#### [PROBLEM]
Your answer should consist of every line in the records that holds "usize".

::::::

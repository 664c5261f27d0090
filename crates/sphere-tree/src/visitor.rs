//! Visitor pattern for handing a finished tree to a renderer.
//!
//! The tree knows nothing about how spheres and edges end up on screen; it
//! only issues the two draw requests below in traversal order.

use nalgebra::Point3;

use crate::palette::Rgb;

/// Receives draw requests during [`SphereTree::visit`](crate::SphereTree::visit).
pub trait SphereVisitor {
    /// Draw one sphere.
    fn render_sphere(&mut self, center: Point3<f64>, color: Rgb, radius: f64);

    /// Draw the segment connecting a parent center to a child center.
    fn render_edge(&mut self, from: Point3<f64>, to: Point3<f64>);
}

/// A single recorded draw request.
#[derive(Debug, Clone, Copy, PartialEq)]
pub enum DrawCommand {
    Sphere {
        center: Point3<f64>,
        color: Rgb,
        radius: f64,
    },
    Edge {
        from: Point3<f64>,
        to: Point3<f64>,
    },
}

/// A visitor that records every request in order.
#[derive(Debug, Default)]
pub struct CollectingVisitor {
    commands: Vec<DrawCommand>,
}

impl CollectingVisitor {
    /// Creates a new empty collecting visitor.
    pub fn new() -> Self {
        Self::default()
    }

    /// Returns the recorded commands.
    pub fn commands(&self) -> &[DrawCommand] {
        &self.commands
    }

    pub fn into_commands(self) -> Vec<DrawCommand> {
        self.commands
    }

    pub fn sphere_count(&self) -> usize {
        self.commands
            .iter()
            .filter(|c| matches!(c, DrawCommand::Sphere { .. }))
            .count()
    }

    pub fn edge_count(&self) -> usize {
        self.commands
            .iter()
            .filter(|c| matches!(c, DrawCommand::Edge { .. }))
            .count()
    }
}

impl SphereVisitor for CollectingVisitor {
    fn render_sphere(&mut self, center: Point3<f64>, color: Rgb, radius: f64) {
        self.commands.push(DrawCommand::Sphere {
            center,
            color,
            radius,
        });
    }

    fn render_edge(&mut self, from: Point3<f64>, to: Point3<f64>) {
        self.commands.push(DrawCommand::Edge { from, to });
    }
}

/// A visitor that forwards every request to a closure.
pub struct FnVisitor<F>
where
    F: FnMut(DrawCommand),
{
    func: F,
}

impl<F> FnVisitor<F>
where
    F: FnMut(DrawCommand),
{
    /// Creates a new visitor from a closure.
    pub fn new(func: F) -> Self {
        Self { func }
    }
}

impl<F> SphereVisitor for FnVisitor<F>
where
    F: FnMut(DrawCommand),
{
    fn render_sphere(&mut self, center: Point3<f64>, color: Rgb, radius: f64) {
        (self.func)(DrawCommand::Sphere {
            center,
            color,
            radius,
        });
    }

    fn render_edge(&mut self, from: Point3<f64>, to: Point3<f64>) {
        (self.func)(DrawCommand::Edge { from, to });
    }
}

#[cfg(test)]
mod tests {
    use super::*;

    const RED: Rgb = Rgb::new(255, 0, 0);

    #[test]
    fn collecting_visitor_empty() {
        let visitor = CollectingVisitor::new();
        assert!(visitor.commands().is_empty());
    }

    #[test]
    fn collecting_visitor_records_in_order() {
        let mut visitor = CollectingVisitor::new();
        let a = Point3::new(0.0, 1.0, 0.0);
        let b = Point3::new(0.0, -1.0, 0.0);

        visitor.render_sphere(b, RED, 0.5);
        visitor.render_edge(a, b);

        assert_eq!(visitor.sphere_count(), 1);
        assert_eq!(visitor.edge_count(), 1);
        let commands = visitor.into_commands();
        assert_eq!(
            commands[0],
            DrawCommand::Sphere {
                center: b,
                color: RED,
                radius: 0.5
            }
        );
        assert_eq!(commands[1], DrawCommand::Edge { from: a, to: b });
    }

    #[test]
    fn fn_visitor_calls_closure() {
        let mut edges = 0;
        let mut spheres = 0;
        {
            let mut visitor = FnVisitor::new(|command| match command {
                DrawCommand::Sphere { .. } => spheres += 1,
                DrawCommand::Edge { .. } => edges += 1,
            });
            visitor.render_sphere(Point3::origin(), RED, 1.0);
            visitor.render_sphere(Point3::origin(), RED, 1.0);
            visitor.render_edge(Point3::origin(), Point3::new(1.0, 0.0, 0.0));
        }
        assert_eq!(spheres, 2);
        assert_eq!(edges, 1);
    }
}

::::::

#### [EXPECTED ANSWER]
    pub fn sphere_count(&self) -> usize {
    pub fn edge_count(&self) -> usize {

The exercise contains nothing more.